*AIM OF THE TASK*
Below is a listing; restate from it, character for character, the lines beginning at the line holding "filename src/operations/adjustments.rs" and ending at the line holding "pub fn matrix(&self)", both included.
[[ THE RECORDS open ]]
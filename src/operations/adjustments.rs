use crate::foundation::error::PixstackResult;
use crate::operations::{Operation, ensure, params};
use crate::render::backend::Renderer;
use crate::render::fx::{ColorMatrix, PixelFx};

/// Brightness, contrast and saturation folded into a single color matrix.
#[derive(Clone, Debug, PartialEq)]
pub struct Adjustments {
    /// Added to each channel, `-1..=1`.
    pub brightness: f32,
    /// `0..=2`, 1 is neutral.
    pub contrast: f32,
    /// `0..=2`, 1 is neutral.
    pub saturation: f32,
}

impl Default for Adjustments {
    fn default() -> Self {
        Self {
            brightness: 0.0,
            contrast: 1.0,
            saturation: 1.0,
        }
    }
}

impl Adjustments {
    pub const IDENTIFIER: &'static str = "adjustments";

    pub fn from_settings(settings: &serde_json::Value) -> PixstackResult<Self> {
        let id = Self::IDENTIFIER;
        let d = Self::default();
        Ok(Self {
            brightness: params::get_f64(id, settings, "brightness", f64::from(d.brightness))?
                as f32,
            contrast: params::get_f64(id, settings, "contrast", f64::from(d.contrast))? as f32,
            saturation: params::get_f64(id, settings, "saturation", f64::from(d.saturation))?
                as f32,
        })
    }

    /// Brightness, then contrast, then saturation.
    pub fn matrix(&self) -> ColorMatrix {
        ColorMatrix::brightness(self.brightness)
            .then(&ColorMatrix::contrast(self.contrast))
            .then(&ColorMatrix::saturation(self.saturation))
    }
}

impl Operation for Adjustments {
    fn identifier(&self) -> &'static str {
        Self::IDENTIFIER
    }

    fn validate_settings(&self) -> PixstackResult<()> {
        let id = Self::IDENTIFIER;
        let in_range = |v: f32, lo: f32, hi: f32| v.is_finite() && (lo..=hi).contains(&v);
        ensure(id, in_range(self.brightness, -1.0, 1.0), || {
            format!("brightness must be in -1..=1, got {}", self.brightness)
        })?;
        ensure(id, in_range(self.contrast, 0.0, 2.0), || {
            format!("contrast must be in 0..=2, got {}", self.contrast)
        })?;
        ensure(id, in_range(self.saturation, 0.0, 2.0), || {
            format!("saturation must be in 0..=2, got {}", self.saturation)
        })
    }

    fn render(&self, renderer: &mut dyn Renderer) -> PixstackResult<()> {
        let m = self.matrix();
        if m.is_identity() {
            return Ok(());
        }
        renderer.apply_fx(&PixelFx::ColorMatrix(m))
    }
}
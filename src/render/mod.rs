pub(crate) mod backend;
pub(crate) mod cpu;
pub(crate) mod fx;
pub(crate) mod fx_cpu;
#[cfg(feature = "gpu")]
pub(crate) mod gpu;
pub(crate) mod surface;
[[ THE RECORDS closed ]]
[[ THE RECORDS open ]]
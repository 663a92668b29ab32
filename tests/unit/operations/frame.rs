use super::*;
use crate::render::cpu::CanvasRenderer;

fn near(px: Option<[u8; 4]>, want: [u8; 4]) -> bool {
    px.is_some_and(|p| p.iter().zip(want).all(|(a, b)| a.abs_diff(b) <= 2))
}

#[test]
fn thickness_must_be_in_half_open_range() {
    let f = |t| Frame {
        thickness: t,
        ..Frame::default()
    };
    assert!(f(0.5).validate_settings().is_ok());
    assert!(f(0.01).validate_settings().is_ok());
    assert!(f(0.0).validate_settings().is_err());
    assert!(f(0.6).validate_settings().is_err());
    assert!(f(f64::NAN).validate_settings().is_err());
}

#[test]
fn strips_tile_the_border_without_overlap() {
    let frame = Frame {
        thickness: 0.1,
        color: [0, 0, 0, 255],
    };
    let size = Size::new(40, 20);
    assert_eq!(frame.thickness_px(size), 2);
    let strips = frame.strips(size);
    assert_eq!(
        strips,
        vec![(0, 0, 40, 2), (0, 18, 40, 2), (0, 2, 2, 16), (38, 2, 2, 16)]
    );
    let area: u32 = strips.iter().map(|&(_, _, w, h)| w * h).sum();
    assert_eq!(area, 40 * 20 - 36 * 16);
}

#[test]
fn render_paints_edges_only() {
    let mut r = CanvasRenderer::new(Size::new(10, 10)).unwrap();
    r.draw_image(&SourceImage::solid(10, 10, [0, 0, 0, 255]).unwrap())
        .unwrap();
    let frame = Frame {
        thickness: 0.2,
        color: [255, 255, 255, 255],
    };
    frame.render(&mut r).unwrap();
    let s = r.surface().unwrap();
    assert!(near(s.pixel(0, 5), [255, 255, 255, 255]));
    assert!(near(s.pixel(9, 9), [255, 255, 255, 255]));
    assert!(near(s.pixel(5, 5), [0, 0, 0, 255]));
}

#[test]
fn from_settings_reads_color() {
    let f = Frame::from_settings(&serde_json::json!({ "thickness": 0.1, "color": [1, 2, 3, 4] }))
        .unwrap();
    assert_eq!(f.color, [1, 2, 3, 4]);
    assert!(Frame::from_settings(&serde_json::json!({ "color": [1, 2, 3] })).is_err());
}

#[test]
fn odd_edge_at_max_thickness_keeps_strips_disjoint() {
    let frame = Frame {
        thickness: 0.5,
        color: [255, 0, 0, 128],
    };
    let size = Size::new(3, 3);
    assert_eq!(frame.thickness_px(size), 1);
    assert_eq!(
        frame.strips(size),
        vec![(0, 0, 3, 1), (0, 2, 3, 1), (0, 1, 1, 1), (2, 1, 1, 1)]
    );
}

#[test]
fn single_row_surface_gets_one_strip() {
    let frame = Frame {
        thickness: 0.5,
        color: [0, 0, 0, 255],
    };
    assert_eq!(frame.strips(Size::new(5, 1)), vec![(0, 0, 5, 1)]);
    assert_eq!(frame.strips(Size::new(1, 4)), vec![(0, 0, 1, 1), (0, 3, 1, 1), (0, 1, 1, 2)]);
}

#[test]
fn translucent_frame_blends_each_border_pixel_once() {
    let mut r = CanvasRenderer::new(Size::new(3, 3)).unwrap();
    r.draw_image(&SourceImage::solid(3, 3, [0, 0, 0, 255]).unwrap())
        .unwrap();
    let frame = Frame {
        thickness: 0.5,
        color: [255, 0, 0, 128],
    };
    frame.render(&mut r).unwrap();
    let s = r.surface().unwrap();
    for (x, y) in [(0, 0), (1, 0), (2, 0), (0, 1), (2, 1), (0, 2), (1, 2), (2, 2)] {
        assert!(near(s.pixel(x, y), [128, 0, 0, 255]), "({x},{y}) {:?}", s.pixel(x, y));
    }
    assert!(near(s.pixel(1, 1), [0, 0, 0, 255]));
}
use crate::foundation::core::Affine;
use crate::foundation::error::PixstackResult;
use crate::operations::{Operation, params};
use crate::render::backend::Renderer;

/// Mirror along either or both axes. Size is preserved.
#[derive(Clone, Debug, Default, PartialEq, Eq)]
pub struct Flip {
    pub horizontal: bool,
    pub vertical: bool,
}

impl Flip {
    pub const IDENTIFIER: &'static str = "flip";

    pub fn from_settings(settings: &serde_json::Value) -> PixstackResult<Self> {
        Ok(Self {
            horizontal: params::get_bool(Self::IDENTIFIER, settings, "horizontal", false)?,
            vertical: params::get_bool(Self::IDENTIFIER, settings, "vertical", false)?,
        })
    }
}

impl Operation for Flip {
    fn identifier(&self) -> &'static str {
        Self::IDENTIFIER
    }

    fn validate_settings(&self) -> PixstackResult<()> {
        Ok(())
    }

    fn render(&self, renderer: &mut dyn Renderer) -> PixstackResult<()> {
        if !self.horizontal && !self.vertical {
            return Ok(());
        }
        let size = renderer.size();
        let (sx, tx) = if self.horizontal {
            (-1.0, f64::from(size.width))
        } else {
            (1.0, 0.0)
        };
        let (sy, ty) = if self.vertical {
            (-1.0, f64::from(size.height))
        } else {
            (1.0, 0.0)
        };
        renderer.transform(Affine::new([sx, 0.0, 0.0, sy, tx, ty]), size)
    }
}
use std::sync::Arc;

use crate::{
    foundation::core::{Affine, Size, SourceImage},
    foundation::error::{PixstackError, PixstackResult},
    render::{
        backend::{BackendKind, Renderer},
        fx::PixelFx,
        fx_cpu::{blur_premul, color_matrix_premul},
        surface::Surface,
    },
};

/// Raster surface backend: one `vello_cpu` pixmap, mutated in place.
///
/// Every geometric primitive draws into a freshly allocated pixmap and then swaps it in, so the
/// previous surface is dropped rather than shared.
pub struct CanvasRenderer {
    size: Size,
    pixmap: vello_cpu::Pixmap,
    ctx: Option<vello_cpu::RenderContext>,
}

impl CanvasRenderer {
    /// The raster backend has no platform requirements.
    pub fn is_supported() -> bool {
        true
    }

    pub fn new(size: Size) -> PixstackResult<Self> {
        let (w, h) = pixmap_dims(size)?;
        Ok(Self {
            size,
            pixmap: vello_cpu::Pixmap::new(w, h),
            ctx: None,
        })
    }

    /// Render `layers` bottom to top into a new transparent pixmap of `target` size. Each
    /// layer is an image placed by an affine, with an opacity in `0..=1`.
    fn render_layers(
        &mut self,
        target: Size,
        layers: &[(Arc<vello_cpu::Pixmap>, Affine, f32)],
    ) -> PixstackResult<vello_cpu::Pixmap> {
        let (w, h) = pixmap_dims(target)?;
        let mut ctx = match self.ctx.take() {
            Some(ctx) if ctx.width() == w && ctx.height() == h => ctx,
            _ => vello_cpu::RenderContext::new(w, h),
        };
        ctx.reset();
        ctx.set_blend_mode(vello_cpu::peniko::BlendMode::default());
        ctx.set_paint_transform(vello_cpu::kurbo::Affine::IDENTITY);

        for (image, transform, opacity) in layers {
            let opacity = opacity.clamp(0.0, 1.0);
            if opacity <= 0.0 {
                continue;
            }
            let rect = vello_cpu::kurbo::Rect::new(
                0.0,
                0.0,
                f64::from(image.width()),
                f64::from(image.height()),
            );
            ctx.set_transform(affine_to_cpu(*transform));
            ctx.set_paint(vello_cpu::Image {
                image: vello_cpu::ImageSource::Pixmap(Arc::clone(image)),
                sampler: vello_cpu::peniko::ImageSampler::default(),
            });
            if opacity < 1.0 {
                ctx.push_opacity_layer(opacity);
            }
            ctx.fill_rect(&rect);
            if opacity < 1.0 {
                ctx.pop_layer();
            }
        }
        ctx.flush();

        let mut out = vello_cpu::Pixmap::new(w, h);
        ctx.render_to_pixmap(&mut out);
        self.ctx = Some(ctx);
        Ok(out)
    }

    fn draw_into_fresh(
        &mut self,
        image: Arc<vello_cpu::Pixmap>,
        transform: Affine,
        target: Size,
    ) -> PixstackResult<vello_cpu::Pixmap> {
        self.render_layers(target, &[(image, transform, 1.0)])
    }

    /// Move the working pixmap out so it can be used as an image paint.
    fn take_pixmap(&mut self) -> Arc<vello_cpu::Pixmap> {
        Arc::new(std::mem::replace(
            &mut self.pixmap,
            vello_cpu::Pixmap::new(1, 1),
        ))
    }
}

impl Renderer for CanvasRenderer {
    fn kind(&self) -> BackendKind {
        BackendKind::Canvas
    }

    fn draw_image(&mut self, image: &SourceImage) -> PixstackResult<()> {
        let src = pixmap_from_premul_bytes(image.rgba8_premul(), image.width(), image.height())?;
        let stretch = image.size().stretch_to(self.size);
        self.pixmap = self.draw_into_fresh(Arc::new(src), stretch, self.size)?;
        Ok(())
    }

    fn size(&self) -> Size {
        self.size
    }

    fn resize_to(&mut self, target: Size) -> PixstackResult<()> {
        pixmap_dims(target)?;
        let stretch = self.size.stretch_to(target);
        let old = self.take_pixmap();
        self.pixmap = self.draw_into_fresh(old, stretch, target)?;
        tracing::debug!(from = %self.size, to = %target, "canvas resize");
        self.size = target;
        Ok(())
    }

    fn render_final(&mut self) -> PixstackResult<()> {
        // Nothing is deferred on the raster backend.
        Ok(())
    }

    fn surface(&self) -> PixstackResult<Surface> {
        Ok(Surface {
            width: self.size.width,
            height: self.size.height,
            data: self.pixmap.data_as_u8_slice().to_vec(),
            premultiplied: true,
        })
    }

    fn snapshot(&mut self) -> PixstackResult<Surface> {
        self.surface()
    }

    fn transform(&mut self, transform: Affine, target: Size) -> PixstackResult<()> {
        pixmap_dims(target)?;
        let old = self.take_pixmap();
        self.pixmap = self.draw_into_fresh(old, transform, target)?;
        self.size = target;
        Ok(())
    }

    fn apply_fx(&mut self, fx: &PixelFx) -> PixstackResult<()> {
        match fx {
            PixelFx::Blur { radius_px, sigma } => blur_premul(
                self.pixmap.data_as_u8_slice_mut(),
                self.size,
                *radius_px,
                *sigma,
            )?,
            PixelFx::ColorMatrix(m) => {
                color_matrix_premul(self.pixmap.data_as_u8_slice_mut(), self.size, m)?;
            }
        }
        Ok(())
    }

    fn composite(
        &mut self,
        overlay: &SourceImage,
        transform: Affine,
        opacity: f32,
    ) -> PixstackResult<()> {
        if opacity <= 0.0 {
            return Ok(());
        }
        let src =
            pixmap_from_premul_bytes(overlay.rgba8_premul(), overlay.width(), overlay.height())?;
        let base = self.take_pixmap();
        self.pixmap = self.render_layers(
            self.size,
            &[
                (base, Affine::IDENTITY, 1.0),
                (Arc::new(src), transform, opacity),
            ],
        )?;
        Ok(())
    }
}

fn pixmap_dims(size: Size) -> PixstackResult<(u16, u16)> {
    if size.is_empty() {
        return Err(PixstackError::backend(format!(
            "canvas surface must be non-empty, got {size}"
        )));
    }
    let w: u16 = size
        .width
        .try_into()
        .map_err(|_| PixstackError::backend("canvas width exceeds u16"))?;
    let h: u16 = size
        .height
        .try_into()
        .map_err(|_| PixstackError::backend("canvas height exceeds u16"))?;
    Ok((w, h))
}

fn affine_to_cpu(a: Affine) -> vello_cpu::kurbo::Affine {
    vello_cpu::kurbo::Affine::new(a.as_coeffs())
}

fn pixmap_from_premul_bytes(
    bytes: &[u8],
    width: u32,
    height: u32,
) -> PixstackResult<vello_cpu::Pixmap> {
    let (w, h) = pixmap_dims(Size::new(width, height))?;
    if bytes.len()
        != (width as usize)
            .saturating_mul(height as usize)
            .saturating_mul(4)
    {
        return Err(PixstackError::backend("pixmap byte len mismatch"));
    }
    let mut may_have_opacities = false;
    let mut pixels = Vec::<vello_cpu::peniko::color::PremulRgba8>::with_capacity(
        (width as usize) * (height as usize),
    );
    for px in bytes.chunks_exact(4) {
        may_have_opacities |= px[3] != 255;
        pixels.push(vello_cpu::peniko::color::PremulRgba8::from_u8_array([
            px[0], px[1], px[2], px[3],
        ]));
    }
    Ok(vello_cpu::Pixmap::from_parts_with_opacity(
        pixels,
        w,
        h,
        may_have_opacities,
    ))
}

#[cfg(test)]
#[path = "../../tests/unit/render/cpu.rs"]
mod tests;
[[ THE RECORDS closed ]]
*RESPONSE*
filename src/operations/adjustments.rs
use crate::foundation::error::PixstackResult;
use crate::operations::{Operation, ensure, params};
use crate::render::backend::Renderer;
use crate::render::fx::{ColorMatrix, PixelFx};

/// Brightness, contrast and saturation folded into a single color matrix.
#[derive(Clone, Debug, PartialEq)]
pub struct Adjustments {
    /// Added to each channel, `-1..=1`.
    pub brightness: f32,
    /// `0..=2`, 1 is neutral.
    pub contrast: f32,
    /// `0..=2`, 1 is neutral.
    pub saturation: f32,
}

impl Default for Adjustments {
    fn default() -> Self {
        Self {
            brightness: 0.0,
            contrast: 1.0,
            saturation: 1.0,
        }
    }
}

impl Adjustments {
    pub const IDENTIFIER: &'static str = "adjustments";

    pub fn from_settings(settings: &serde_json::Value) -> PixstackResult<Self> {
        let id = Self::IDENTIFIER;
        let d = Self::default();
        Ok(Self {
            brightness: params::get_f64(id, settings, "brightness", f64::from(d.brightness))?
                as f32,
            contrast: params::get_f64(id, settings, "contrast", f64::from(d.contrast))? as f32,
            saturation: params::get_f64(id, settings, "saturation", f64::from(d.saturation))?
                as f32,
        })
    }

    /// Brightness, then contrast, then saturation.
    pub fn matrix(&self) -> ColorMatrix {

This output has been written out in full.